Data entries
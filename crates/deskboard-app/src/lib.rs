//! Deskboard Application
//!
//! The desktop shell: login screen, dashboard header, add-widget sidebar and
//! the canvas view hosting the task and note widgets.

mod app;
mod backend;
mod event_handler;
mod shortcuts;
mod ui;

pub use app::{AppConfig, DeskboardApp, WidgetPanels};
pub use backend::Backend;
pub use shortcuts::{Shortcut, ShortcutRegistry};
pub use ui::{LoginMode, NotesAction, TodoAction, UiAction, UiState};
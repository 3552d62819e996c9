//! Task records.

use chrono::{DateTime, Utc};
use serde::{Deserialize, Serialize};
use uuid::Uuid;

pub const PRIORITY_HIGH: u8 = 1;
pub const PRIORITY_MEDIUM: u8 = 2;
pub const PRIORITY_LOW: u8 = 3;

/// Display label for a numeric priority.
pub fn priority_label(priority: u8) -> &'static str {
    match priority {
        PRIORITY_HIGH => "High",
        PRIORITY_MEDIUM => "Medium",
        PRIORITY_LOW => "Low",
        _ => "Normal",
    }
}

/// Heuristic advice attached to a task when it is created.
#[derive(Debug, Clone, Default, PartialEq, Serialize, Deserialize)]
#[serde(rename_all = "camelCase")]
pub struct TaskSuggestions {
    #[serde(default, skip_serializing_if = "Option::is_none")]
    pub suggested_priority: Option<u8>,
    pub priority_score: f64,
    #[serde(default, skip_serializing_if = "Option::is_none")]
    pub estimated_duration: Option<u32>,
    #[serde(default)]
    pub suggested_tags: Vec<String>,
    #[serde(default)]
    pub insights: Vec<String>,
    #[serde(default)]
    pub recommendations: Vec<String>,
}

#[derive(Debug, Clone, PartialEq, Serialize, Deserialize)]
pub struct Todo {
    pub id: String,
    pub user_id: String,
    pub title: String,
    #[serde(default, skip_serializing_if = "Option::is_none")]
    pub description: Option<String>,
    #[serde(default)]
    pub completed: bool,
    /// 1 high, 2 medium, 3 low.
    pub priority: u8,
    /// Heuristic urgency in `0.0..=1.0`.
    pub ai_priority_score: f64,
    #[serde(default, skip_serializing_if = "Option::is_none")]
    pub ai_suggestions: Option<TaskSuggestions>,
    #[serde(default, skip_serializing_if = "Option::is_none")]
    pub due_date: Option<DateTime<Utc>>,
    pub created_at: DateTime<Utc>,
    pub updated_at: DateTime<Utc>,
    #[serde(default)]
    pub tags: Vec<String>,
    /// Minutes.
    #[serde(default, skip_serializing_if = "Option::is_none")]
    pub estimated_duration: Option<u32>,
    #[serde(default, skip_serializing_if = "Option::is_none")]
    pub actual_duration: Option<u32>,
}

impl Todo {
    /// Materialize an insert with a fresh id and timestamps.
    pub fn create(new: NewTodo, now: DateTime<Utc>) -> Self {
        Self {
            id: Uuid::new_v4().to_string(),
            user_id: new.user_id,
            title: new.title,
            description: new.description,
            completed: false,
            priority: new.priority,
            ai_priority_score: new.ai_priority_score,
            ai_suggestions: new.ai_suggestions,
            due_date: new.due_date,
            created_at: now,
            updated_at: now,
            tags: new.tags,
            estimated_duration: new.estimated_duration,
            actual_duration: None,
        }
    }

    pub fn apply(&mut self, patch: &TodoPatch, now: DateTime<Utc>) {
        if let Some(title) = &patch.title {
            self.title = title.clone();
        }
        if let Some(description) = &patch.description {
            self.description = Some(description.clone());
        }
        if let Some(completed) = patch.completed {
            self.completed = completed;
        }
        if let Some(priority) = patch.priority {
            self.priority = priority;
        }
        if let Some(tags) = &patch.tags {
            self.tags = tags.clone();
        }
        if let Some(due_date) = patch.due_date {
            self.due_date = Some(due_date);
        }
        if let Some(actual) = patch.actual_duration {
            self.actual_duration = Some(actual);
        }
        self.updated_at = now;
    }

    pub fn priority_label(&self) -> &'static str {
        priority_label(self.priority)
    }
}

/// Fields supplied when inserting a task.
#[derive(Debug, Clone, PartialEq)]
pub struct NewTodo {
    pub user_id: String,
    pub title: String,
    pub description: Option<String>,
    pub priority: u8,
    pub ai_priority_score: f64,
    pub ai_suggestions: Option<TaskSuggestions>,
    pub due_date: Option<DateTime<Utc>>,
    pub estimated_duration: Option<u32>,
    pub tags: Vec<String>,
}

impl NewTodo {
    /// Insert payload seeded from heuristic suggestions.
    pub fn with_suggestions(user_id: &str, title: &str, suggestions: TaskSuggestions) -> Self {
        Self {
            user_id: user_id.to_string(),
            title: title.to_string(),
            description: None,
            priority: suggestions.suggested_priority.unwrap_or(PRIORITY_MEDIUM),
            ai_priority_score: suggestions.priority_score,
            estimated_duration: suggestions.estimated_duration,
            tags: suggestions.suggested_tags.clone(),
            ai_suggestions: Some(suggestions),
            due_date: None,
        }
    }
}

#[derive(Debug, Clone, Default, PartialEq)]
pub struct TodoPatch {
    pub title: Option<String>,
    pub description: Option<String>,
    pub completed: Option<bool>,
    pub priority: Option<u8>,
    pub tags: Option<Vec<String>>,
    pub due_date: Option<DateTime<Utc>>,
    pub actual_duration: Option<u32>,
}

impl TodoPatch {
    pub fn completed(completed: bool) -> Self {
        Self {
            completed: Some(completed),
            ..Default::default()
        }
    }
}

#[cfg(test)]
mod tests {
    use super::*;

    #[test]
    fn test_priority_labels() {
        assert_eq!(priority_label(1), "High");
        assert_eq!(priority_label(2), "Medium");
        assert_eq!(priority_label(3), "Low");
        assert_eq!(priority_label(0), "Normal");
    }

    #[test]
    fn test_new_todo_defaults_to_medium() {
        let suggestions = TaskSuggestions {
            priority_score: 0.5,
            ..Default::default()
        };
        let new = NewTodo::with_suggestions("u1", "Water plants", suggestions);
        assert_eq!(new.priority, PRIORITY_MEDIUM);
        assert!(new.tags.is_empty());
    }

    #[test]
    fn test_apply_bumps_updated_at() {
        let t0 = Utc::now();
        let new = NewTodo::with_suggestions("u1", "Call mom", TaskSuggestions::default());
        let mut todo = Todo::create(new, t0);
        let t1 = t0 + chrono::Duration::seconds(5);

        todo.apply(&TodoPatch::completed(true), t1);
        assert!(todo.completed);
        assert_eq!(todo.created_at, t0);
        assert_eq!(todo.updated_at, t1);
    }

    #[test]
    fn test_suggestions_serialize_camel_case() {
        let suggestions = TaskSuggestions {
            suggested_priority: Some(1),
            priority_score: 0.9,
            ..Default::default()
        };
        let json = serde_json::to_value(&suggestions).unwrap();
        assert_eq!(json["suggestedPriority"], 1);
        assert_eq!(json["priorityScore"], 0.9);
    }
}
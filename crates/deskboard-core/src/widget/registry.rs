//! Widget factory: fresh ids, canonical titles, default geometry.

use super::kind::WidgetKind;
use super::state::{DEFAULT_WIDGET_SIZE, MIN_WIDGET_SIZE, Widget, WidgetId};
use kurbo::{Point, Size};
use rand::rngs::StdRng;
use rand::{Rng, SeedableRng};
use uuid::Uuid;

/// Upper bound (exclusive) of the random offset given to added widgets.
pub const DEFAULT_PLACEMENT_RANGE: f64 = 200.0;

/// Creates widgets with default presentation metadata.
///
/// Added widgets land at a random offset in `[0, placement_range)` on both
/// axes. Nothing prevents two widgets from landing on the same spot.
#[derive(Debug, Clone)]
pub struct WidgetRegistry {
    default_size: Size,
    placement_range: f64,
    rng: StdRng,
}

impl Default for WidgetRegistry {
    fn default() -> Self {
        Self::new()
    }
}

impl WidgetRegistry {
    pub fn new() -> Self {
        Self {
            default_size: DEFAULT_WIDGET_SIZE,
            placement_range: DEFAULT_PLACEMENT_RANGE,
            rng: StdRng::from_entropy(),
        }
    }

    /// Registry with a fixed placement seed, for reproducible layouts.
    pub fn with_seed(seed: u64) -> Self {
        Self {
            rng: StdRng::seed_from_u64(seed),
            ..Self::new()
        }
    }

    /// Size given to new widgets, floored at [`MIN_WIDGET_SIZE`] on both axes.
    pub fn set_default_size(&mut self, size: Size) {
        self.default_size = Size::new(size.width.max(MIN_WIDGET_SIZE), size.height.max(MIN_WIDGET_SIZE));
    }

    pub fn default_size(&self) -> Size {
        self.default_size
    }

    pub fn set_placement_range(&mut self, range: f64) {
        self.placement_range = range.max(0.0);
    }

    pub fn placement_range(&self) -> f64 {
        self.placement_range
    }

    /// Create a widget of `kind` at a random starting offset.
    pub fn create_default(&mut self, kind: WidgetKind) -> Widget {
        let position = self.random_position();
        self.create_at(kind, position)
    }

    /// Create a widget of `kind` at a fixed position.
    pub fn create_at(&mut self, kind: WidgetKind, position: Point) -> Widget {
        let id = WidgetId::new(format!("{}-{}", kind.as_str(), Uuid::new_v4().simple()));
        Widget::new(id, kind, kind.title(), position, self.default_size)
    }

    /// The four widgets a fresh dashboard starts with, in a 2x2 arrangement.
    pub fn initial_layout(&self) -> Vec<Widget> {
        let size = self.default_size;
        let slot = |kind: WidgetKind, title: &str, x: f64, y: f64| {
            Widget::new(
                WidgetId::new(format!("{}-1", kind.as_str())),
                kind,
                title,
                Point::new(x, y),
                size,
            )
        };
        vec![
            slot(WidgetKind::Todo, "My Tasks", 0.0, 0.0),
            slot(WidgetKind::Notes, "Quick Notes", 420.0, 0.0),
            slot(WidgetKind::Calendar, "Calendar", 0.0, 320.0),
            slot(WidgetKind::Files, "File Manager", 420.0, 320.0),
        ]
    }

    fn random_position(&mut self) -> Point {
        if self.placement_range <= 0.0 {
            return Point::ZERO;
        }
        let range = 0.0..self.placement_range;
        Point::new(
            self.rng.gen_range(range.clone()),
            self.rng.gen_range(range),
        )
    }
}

**TASK DETAILS:** Among the records above, find each line containing the string "chrono" and copy it.

**THE ANSWER:**
use chrono::{DateTime, Utc};
        let t1 = t0 + chrono::Duration::seconds(5);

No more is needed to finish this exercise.